• [WORK REQUIRED]: Each line in the entries below that holds the string "StatusMismatch" must be copied.
** RECORDS FOR THE TASK follows **
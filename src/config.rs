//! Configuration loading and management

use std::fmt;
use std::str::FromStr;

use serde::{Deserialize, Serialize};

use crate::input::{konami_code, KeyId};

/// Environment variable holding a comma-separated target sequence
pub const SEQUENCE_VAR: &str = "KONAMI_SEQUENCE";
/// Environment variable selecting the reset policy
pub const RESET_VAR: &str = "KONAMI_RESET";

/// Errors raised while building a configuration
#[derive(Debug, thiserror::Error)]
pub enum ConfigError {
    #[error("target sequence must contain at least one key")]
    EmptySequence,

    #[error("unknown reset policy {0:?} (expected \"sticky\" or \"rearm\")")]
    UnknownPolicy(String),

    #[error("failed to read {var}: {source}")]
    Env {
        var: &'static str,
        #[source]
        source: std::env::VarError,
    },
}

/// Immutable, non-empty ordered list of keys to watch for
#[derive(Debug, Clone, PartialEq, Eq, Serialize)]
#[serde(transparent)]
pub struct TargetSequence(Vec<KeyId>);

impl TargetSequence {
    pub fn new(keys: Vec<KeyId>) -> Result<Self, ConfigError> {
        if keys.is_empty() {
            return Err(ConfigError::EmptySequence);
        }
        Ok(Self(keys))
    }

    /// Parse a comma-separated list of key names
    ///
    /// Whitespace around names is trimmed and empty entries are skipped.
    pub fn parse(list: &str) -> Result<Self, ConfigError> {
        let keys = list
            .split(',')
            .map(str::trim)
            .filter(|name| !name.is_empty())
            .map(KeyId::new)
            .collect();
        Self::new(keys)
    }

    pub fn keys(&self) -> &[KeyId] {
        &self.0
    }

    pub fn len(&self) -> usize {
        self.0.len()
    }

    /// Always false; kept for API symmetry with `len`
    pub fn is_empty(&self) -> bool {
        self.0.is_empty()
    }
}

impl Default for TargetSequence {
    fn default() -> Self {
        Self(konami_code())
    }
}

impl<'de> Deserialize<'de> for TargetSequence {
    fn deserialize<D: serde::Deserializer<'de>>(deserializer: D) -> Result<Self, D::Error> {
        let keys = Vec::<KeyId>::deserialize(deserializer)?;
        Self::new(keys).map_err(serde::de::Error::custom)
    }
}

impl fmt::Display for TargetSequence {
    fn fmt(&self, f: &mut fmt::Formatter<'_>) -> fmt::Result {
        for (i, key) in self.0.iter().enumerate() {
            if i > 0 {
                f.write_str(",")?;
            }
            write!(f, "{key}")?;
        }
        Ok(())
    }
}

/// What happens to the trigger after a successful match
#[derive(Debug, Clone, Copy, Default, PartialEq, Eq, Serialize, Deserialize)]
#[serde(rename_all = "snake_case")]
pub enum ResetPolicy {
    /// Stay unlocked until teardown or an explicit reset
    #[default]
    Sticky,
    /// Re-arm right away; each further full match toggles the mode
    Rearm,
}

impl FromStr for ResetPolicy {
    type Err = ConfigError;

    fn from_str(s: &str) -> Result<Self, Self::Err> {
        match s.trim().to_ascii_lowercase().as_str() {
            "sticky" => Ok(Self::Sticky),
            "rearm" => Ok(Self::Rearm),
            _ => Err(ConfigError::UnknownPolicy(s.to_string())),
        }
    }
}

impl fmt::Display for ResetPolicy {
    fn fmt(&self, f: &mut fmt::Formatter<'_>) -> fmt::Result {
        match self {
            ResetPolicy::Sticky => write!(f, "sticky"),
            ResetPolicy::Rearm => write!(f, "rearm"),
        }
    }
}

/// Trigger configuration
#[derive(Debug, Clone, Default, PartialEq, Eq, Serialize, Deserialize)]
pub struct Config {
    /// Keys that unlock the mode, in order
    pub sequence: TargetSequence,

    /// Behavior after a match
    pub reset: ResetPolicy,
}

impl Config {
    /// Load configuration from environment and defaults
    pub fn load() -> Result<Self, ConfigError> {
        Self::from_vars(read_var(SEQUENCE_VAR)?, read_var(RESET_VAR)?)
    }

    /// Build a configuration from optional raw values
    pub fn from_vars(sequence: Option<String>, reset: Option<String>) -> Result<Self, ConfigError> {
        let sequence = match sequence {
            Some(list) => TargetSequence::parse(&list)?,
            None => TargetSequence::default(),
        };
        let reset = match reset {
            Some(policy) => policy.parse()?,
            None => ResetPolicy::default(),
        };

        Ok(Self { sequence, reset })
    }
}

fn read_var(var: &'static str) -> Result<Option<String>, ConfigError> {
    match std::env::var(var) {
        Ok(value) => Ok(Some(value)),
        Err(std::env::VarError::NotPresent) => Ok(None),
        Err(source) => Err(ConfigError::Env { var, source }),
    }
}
** End of RECORDS FOR THE TASK **
** RECORDS FOR THE TASK follows **
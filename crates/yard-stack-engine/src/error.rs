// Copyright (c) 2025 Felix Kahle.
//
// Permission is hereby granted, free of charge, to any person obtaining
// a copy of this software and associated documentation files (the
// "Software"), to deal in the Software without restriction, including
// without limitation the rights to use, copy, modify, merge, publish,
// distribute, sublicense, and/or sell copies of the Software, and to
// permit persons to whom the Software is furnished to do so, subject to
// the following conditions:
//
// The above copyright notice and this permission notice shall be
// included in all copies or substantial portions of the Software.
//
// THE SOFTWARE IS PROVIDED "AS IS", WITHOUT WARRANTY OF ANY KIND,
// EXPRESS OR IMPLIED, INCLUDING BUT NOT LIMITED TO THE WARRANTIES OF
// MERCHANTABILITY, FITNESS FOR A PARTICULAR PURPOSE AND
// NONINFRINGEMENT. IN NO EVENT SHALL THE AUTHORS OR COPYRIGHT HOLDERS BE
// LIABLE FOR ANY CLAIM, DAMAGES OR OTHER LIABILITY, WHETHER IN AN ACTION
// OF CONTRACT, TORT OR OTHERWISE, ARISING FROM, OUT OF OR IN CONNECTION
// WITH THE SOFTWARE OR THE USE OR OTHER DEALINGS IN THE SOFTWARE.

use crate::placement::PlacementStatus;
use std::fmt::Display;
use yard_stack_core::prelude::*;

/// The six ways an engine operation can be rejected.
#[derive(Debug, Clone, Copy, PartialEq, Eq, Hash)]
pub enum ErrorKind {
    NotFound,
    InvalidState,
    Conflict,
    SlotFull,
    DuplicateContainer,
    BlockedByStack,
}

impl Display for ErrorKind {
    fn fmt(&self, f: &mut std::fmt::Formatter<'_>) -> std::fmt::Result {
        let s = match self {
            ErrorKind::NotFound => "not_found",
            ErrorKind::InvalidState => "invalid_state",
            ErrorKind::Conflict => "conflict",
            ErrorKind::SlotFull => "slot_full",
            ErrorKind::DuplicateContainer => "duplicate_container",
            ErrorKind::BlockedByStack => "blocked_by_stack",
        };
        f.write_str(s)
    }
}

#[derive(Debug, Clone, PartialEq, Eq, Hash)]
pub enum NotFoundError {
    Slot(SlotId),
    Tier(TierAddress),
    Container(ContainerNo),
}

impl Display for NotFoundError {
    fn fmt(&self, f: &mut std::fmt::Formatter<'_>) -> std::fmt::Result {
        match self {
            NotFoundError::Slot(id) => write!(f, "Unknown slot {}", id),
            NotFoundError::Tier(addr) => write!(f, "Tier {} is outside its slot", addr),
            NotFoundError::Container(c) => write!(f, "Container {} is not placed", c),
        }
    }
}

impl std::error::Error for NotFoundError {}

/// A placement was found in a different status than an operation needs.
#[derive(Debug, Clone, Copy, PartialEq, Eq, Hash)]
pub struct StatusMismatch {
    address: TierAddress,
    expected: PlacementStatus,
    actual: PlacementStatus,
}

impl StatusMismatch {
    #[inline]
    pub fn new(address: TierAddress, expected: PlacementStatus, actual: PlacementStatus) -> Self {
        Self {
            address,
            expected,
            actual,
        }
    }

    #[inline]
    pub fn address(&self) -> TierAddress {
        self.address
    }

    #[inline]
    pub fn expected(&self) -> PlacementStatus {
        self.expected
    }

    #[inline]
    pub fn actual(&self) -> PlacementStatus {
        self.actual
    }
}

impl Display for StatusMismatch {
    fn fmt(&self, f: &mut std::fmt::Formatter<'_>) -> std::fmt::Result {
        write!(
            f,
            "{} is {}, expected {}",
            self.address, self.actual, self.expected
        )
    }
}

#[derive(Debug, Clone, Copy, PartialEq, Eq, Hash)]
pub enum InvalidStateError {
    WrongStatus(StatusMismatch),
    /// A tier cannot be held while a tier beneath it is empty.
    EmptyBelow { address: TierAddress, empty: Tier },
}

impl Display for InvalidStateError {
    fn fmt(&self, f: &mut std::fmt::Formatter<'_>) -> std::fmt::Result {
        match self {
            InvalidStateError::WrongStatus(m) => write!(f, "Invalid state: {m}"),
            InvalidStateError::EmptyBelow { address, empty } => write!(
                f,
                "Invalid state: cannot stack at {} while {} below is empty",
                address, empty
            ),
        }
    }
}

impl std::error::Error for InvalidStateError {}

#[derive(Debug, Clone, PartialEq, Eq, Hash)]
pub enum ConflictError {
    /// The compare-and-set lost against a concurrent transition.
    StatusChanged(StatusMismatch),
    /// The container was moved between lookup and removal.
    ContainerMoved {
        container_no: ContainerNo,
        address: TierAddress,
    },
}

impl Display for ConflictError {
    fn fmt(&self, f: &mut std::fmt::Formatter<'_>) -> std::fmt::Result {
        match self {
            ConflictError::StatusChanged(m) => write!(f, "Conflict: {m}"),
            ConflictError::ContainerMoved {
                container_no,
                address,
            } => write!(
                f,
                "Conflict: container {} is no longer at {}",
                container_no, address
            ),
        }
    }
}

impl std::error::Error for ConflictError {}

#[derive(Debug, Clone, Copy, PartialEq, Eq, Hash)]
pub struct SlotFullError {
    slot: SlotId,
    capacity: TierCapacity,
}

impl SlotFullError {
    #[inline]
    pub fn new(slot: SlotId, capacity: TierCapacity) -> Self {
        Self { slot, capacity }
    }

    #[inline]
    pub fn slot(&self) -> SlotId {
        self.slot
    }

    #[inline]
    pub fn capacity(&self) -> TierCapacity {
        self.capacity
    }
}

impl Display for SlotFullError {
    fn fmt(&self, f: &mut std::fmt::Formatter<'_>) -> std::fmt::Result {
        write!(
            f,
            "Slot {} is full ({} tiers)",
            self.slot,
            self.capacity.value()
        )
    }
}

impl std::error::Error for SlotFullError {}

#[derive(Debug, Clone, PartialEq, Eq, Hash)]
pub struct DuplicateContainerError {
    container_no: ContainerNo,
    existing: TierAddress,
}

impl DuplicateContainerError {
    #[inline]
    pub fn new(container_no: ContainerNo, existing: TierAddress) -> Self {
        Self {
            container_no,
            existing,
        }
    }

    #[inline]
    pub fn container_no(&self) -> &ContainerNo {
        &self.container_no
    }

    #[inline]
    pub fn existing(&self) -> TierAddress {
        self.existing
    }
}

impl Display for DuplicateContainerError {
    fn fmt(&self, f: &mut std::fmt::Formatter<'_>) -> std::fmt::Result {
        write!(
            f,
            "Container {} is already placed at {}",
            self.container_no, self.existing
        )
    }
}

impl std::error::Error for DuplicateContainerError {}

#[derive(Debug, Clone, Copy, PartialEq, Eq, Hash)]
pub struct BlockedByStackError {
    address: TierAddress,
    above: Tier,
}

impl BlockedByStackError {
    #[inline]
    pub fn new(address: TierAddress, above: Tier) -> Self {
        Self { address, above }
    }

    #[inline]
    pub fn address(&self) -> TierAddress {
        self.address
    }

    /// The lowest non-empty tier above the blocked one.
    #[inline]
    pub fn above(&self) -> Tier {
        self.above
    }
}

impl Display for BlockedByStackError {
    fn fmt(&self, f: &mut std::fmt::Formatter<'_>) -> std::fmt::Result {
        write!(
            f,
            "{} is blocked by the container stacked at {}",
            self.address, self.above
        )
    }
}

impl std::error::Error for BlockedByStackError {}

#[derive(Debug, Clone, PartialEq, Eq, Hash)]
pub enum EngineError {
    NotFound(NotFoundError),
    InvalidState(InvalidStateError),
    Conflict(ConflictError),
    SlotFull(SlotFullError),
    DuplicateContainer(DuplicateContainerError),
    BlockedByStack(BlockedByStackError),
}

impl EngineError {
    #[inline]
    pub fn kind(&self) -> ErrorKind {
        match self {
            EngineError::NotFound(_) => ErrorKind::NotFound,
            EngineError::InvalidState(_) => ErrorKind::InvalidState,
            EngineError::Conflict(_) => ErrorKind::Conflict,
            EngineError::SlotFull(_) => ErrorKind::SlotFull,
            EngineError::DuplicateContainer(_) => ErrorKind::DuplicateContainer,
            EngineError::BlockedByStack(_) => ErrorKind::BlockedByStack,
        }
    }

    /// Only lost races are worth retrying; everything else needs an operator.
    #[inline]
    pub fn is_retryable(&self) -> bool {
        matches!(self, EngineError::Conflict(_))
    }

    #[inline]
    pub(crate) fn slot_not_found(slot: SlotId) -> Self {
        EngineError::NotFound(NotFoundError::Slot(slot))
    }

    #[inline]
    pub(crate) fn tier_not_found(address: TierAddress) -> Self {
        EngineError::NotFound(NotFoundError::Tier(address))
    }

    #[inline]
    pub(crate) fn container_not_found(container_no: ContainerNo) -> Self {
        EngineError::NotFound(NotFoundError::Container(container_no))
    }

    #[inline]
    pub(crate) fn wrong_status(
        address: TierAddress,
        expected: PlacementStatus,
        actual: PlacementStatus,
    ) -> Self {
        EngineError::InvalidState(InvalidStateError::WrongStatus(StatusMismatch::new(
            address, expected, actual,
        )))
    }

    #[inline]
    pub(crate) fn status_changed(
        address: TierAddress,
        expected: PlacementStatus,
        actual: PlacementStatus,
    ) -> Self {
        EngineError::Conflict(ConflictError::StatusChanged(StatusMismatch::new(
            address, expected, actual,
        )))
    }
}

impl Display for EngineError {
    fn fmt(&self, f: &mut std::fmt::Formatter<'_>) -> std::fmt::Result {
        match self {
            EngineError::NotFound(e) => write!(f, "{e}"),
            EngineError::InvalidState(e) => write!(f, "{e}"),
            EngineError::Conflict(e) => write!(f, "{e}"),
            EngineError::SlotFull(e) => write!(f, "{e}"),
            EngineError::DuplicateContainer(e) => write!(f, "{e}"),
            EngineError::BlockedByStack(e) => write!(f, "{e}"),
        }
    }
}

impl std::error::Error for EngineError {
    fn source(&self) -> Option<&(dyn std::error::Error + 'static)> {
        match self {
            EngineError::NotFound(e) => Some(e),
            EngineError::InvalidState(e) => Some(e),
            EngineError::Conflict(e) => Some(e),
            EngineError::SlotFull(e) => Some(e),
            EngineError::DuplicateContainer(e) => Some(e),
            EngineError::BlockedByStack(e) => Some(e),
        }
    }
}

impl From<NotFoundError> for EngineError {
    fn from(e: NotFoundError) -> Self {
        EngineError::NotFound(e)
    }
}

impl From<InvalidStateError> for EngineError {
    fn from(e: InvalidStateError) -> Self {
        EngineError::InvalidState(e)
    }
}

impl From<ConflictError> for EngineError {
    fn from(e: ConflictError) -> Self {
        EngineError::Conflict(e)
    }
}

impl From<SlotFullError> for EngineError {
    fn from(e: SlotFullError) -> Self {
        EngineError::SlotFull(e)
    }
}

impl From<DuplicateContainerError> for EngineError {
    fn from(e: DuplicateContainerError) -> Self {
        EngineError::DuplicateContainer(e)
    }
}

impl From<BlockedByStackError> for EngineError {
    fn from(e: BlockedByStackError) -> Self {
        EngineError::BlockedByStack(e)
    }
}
** End of RECORDS FOR THE TASK **
• [TASK ANSWER]:
pub struct StatusMismatch {
impl StatusMismatch {
impl Display for StatusMismatch {
    WrongStatus(StatusMismatch),
    StatusChanged(StatusMismatch),
        EngineError::InvalidState(InvalidStateError::WrongStatus(StatusMismatch::new(
        EngineError::Conflict(ConflictError::StatusChanged(StatusMismatch::new(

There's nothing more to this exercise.